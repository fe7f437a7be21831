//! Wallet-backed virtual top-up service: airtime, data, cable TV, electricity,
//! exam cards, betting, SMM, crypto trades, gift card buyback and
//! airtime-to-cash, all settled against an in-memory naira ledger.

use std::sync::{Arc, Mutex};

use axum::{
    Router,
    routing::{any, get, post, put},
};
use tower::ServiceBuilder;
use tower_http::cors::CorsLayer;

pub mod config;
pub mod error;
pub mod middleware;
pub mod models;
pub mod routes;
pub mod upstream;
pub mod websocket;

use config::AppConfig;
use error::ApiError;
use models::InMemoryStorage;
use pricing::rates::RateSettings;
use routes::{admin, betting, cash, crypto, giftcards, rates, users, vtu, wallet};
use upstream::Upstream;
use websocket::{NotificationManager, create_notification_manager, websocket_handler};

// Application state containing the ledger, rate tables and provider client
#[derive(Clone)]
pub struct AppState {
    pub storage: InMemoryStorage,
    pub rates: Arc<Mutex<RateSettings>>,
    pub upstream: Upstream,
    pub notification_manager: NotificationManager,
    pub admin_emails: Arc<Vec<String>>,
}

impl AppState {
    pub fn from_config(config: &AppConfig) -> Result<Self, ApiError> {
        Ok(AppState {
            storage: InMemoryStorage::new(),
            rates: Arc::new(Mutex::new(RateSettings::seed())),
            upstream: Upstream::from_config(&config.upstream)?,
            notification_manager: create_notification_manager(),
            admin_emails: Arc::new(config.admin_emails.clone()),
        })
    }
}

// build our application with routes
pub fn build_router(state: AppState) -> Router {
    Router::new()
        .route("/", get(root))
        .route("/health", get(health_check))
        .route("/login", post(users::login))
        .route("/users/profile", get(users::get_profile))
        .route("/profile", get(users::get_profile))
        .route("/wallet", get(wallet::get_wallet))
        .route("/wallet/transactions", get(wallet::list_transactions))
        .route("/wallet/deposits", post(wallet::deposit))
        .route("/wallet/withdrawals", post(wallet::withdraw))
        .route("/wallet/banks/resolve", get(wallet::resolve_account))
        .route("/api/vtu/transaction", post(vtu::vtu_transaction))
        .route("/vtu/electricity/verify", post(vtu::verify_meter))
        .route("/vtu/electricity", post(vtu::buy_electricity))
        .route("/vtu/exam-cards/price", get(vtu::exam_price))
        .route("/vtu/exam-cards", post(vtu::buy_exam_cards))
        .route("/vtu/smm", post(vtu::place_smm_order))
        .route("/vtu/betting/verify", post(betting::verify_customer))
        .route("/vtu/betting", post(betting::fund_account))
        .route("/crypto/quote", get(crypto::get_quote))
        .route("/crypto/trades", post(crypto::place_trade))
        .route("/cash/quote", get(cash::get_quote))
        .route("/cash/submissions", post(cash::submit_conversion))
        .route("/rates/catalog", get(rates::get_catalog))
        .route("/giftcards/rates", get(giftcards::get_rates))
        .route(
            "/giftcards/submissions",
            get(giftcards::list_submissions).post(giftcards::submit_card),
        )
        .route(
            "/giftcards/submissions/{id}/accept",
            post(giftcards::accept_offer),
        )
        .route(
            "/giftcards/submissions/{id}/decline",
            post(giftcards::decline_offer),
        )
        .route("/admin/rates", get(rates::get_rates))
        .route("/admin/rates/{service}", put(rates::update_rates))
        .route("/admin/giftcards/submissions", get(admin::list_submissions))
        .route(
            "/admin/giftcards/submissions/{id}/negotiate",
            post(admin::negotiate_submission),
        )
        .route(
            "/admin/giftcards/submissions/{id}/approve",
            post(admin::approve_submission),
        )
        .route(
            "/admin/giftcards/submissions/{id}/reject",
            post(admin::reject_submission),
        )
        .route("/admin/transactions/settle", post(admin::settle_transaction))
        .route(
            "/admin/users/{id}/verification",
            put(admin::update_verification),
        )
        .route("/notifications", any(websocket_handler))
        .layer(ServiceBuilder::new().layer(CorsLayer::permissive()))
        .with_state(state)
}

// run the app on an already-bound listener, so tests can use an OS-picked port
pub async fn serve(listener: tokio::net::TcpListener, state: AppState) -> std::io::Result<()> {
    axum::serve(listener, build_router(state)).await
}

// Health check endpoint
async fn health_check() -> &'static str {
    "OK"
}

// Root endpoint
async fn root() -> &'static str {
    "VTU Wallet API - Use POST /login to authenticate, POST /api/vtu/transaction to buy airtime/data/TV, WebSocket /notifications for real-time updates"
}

- - - - - - -

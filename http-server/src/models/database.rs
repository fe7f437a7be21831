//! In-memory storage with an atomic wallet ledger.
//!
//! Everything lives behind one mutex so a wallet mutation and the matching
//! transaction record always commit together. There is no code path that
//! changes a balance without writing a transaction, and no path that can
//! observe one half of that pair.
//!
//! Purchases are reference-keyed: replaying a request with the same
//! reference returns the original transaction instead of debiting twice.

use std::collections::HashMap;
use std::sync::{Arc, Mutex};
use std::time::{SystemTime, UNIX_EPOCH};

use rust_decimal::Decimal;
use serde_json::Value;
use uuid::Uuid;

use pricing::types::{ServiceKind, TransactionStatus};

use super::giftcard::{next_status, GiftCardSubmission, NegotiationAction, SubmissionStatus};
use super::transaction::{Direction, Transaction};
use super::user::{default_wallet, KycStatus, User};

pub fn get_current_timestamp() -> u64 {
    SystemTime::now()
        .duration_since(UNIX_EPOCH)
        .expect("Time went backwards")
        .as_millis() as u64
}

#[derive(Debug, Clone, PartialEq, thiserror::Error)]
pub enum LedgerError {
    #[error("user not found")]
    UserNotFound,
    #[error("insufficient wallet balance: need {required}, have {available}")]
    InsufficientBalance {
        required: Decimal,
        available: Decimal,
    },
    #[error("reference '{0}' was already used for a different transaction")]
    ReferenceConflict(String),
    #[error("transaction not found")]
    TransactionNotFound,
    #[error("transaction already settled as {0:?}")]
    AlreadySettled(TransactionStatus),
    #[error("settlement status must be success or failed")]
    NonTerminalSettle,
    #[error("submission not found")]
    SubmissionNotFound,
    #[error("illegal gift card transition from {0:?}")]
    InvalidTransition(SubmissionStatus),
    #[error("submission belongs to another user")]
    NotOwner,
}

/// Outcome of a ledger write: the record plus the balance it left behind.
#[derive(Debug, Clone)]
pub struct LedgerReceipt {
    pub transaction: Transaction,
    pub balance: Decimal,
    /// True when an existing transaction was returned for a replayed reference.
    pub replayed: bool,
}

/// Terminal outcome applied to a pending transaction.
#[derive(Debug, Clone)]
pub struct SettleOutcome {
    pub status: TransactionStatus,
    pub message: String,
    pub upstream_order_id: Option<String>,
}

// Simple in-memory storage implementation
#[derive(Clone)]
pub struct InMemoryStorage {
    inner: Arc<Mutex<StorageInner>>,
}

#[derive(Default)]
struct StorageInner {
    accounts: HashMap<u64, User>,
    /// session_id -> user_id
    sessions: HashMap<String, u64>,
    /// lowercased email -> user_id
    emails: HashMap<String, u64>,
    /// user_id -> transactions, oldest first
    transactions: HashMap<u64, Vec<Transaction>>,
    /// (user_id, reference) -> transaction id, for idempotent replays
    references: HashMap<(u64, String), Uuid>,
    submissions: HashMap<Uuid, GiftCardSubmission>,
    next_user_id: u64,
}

- - - - - - -

_PROMPT:_ Report each line of the entries where the word "HashMap" occurs.

_RESULT OF THE TASK:_
use std::collections::HashMap;
    accounts: HashMap<u64, User>,
    sessions: HashMap<String, u64>,
    emails: HashMap<String, u64>,
    transactions: HashMap<u64, Vec<Transaction>>,
    references: HashMap<(u64, String), Uuid>,
    submissions: HashMap<Uuid, GiftCardSubmission>,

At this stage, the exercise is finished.